> Input
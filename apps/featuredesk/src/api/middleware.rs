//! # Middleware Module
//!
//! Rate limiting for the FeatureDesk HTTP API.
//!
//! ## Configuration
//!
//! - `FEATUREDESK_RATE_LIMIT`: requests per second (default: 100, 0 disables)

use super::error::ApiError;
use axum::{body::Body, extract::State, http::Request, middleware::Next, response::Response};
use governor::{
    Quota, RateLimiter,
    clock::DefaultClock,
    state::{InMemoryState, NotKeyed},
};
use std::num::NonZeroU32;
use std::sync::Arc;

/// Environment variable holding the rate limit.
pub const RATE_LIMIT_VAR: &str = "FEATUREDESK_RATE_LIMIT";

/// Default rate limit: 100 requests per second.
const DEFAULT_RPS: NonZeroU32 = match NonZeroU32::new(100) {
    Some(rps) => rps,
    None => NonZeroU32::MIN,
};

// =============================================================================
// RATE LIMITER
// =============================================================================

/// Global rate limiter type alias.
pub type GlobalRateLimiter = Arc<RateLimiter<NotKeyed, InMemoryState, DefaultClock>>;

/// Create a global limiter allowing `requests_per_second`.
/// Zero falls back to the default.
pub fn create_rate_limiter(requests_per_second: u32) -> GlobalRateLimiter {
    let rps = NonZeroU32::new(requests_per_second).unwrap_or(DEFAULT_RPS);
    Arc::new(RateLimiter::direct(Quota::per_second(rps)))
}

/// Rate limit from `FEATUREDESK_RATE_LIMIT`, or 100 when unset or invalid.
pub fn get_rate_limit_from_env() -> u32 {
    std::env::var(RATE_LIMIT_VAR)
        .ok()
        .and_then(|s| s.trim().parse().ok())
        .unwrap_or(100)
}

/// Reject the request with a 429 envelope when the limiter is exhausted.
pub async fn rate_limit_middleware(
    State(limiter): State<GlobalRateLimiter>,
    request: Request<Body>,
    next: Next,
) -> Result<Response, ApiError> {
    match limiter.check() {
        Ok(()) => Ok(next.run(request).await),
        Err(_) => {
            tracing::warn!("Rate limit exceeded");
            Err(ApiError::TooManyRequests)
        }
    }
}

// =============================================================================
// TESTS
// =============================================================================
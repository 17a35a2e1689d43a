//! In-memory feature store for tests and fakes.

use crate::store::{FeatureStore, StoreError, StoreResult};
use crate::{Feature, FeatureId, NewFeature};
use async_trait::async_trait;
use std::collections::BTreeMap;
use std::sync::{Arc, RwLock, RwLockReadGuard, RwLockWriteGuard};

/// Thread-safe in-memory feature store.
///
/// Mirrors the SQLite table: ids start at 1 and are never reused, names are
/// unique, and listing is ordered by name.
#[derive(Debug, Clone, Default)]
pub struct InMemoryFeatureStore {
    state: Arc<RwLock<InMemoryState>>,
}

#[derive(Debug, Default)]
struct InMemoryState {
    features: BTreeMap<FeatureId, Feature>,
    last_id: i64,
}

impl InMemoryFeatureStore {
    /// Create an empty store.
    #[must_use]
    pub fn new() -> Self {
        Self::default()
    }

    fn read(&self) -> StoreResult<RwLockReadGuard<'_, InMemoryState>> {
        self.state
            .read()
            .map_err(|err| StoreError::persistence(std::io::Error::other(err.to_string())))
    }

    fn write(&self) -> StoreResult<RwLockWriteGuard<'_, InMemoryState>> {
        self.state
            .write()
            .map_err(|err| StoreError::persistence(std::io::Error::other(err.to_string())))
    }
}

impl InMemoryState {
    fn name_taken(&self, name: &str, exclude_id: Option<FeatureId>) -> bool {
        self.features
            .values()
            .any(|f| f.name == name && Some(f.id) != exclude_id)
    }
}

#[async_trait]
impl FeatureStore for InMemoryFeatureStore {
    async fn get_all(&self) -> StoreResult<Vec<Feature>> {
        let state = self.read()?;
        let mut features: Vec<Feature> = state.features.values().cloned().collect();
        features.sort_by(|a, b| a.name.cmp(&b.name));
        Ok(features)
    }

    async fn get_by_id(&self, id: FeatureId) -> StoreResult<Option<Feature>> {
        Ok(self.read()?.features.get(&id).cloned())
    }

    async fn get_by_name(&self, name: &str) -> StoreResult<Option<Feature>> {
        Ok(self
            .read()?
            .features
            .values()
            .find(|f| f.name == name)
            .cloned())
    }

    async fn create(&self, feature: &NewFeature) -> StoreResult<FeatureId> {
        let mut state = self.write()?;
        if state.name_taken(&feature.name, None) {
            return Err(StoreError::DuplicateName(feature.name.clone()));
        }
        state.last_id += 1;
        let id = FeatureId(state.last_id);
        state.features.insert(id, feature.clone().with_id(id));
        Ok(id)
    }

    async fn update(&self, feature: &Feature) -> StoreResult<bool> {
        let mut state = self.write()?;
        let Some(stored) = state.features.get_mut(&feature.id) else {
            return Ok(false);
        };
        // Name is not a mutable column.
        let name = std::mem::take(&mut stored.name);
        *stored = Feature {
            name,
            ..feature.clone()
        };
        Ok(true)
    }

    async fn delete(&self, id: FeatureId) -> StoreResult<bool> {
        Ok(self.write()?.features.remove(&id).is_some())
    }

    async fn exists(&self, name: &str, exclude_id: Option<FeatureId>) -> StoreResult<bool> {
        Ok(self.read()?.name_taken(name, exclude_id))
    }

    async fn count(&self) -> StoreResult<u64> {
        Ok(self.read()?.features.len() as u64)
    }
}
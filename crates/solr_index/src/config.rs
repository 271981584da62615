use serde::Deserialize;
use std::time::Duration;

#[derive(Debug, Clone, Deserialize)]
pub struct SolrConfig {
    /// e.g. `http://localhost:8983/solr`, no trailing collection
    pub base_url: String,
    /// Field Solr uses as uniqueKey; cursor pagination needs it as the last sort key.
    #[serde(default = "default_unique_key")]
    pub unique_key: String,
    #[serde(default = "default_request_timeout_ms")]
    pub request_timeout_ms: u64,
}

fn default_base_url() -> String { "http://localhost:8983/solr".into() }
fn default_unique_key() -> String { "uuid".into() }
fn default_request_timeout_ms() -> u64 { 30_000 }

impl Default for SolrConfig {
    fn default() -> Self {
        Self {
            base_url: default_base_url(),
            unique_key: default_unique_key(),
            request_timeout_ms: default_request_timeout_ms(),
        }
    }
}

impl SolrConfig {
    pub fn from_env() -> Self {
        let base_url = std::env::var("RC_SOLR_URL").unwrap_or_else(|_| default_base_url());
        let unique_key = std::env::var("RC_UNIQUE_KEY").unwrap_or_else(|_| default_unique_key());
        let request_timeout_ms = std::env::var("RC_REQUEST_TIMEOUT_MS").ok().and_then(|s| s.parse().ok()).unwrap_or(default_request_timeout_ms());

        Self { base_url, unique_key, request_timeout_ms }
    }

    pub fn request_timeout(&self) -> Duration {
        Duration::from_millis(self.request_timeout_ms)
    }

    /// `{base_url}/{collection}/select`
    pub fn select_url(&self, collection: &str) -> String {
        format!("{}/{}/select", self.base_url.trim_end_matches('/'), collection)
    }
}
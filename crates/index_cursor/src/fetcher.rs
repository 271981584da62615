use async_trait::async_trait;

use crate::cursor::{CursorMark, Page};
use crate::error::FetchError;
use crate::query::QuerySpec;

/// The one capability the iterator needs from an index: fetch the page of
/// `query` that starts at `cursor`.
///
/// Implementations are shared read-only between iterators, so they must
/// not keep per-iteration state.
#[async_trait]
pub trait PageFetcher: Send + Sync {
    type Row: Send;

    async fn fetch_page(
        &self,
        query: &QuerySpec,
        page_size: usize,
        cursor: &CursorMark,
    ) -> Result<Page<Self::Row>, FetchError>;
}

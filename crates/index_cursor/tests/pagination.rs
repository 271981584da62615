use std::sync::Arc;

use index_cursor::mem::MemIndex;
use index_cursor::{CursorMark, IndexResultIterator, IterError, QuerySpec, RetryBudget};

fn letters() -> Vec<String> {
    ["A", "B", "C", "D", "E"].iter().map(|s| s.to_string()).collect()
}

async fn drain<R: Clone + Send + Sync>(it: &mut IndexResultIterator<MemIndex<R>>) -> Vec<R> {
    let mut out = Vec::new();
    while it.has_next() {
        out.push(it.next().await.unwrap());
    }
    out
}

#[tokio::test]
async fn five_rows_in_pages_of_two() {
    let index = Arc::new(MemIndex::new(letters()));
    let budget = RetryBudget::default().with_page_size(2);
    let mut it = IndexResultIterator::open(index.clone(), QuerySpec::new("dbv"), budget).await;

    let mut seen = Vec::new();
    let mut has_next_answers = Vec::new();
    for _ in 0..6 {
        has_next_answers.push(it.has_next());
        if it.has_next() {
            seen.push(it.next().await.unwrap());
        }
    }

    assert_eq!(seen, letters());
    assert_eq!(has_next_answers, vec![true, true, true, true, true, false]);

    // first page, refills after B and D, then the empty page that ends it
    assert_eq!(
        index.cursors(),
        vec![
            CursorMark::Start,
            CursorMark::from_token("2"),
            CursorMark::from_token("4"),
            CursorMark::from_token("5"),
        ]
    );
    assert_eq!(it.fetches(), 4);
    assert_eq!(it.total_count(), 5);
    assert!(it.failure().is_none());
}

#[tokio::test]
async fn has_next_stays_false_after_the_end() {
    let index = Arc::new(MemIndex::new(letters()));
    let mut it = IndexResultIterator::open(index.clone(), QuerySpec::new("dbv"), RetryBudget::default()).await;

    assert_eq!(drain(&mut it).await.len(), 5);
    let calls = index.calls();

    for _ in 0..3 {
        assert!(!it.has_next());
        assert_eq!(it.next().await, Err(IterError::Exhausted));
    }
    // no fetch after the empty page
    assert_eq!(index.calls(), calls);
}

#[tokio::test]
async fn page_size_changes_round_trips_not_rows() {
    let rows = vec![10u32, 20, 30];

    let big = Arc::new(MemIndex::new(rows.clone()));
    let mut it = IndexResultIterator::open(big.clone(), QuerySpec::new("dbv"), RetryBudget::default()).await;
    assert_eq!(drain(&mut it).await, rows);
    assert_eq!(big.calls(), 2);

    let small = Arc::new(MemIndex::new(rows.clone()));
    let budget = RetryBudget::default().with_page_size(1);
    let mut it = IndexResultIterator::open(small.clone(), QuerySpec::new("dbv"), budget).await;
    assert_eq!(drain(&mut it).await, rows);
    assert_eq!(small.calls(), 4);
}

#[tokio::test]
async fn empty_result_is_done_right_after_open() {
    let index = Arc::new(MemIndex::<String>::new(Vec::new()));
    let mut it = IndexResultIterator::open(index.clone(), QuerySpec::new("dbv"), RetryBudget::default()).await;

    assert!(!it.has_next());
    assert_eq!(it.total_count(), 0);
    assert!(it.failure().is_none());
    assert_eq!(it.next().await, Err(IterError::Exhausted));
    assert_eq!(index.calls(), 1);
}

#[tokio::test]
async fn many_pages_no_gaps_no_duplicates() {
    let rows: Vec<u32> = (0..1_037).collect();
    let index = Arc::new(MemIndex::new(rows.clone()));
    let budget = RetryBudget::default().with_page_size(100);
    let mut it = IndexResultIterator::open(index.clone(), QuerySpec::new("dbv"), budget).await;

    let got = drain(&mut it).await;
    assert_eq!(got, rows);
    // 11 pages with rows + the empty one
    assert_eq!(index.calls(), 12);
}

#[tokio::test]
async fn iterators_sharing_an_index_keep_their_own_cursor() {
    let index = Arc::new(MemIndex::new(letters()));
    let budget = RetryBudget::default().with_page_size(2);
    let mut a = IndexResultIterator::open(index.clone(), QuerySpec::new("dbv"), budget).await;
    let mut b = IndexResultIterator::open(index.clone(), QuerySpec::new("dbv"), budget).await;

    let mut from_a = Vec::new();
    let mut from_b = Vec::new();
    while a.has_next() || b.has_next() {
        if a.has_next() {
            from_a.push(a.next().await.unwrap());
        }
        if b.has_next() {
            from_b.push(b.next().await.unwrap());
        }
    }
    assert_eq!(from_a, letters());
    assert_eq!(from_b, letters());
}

> What is expected
Only the lines above, from the first through the one holding "use std::num::NonZeroU32;", are to be output, and they must be copied exactly.

> Task answer
filename apps/featuredesk/src/api/middleware.rs
//! # Middleware Module
//!
//! Rate limiting for the FeatureDesk HTTP API.
//!
//! ## Configuration
//!
//! - `FEATUREDESK_RATE_LIMIT`: requests per second (default: 100, 0 disables)

use super::error::ApiError;
use axum::{body::Body, extract::State, http::Request, middleware::Next, response::Response};
use governor::{
    Quota, RateLimiter,
    clock::DefaultClock,
    state::{InMemoryState, NotKeyed},
};
use std::num::NonZeroU32;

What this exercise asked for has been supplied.